WHAT IS REQUIRED.
Among the entries that follow, tally the lines with the string "derive". Give no more than the number.

(Stored items)
▬▬▬
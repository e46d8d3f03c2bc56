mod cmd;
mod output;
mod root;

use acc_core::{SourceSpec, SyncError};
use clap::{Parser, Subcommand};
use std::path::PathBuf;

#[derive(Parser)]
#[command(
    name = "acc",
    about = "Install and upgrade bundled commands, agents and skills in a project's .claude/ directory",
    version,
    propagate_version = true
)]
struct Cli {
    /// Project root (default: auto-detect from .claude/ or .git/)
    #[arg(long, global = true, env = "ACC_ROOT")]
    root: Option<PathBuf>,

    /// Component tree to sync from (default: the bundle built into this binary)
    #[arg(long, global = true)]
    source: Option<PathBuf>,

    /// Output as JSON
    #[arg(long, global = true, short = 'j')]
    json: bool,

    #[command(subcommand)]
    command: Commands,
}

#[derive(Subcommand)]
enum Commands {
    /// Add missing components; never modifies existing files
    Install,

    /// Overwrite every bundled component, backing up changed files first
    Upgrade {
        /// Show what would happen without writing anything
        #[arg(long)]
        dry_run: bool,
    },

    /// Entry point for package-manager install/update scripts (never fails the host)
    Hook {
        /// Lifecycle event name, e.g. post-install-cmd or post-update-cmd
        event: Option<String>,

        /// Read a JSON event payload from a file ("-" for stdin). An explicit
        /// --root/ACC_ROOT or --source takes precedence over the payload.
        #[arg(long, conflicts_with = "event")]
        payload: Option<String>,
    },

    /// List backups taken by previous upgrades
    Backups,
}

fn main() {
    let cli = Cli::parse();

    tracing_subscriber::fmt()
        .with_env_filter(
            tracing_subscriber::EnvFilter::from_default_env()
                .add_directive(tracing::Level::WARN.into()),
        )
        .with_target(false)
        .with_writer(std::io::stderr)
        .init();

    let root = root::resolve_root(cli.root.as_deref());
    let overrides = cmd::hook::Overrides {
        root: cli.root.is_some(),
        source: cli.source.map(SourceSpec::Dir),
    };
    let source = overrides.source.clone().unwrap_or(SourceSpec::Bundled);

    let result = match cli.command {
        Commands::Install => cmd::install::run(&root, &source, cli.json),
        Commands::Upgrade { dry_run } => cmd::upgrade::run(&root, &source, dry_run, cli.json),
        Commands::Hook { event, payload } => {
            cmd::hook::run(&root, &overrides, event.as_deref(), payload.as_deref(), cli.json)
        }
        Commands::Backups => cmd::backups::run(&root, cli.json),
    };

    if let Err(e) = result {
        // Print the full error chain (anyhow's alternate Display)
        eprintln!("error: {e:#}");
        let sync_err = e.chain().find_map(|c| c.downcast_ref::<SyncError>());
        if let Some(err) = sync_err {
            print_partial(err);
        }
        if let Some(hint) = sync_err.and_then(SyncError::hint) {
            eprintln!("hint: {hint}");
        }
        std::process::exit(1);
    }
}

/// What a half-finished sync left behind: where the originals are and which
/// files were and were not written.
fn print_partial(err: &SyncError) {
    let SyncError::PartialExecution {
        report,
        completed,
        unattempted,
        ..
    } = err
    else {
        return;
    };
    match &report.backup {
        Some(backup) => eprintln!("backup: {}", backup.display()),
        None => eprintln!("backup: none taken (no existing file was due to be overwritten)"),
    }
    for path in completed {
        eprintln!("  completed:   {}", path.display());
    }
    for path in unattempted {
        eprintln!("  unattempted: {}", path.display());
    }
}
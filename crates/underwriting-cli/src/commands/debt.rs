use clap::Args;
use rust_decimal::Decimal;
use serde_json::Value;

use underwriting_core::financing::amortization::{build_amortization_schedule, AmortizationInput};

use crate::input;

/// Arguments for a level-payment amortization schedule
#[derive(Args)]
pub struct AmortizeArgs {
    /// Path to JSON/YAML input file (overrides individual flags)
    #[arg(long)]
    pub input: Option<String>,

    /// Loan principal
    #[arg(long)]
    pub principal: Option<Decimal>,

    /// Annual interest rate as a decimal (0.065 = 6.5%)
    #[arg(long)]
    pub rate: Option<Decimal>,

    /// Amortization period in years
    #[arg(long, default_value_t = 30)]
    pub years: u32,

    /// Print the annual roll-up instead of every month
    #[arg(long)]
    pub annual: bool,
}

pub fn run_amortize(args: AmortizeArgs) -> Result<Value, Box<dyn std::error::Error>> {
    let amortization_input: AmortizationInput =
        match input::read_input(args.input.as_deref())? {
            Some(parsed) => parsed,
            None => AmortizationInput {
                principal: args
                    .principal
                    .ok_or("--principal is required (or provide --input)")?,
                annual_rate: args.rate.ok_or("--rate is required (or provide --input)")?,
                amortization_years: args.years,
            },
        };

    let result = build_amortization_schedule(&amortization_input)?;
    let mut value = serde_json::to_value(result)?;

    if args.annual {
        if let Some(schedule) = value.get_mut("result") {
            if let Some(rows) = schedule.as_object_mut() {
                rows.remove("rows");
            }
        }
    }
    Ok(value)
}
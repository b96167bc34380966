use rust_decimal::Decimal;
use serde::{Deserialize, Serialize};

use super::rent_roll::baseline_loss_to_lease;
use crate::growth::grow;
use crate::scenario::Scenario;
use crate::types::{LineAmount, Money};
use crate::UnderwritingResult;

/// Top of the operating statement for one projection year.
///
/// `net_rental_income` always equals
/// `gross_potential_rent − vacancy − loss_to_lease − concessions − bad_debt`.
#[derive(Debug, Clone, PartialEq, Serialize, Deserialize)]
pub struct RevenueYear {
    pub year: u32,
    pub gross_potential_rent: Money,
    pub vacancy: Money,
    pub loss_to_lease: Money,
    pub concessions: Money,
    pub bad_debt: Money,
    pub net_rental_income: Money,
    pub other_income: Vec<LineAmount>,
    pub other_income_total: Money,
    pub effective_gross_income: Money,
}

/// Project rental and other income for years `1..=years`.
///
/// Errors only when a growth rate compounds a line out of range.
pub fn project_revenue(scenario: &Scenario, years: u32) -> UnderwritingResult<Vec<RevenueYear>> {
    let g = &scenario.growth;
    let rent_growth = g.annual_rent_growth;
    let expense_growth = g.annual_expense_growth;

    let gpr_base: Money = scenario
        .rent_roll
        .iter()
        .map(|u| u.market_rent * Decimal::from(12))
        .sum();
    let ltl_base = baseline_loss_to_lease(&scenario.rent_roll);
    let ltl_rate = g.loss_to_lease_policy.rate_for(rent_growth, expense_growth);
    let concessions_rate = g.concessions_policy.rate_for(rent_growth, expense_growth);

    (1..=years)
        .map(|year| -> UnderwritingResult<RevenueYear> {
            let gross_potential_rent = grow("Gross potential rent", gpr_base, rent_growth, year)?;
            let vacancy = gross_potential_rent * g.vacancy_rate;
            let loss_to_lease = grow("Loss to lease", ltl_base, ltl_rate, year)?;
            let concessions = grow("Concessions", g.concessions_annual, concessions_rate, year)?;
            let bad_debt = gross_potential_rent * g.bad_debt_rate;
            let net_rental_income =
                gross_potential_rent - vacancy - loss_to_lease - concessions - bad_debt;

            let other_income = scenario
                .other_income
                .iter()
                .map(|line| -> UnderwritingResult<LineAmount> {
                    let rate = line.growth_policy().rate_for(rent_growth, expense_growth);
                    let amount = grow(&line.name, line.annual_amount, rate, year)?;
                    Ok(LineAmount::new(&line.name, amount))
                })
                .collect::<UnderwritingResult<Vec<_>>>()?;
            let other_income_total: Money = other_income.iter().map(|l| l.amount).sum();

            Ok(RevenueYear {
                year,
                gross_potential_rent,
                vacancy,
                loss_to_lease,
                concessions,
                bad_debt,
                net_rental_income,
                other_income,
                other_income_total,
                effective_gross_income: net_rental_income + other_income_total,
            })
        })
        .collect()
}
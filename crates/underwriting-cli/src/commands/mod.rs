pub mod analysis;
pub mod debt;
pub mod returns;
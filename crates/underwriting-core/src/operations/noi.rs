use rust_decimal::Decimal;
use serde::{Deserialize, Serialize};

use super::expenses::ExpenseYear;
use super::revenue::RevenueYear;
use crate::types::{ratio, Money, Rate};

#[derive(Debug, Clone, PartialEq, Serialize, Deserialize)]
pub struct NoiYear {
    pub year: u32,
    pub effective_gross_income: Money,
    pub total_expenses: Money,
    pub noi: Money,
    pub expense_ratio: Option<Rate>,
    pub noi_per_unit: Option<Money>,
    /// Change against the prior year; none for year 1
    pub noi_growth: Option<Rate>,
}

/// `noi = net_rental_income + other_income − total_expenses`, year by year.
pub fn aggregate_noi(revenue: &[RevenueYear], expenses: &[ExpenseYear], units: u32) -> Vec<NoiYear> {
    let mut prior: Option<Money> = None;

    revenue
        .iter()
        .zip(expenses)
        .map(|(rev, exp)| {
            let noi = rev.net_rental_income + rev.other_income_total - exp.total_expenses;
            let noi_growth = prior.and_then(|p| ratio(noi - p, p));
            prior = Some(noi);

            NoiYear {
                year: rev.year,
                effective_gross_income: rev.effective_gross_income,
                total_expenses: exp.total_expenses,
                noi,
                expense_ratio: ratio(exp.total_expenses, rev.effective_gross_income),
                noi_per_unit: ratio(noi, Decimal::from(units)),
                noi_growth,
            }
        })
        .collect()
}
▬▬▬
OUTPUT FOR THIS EXERCISE.
5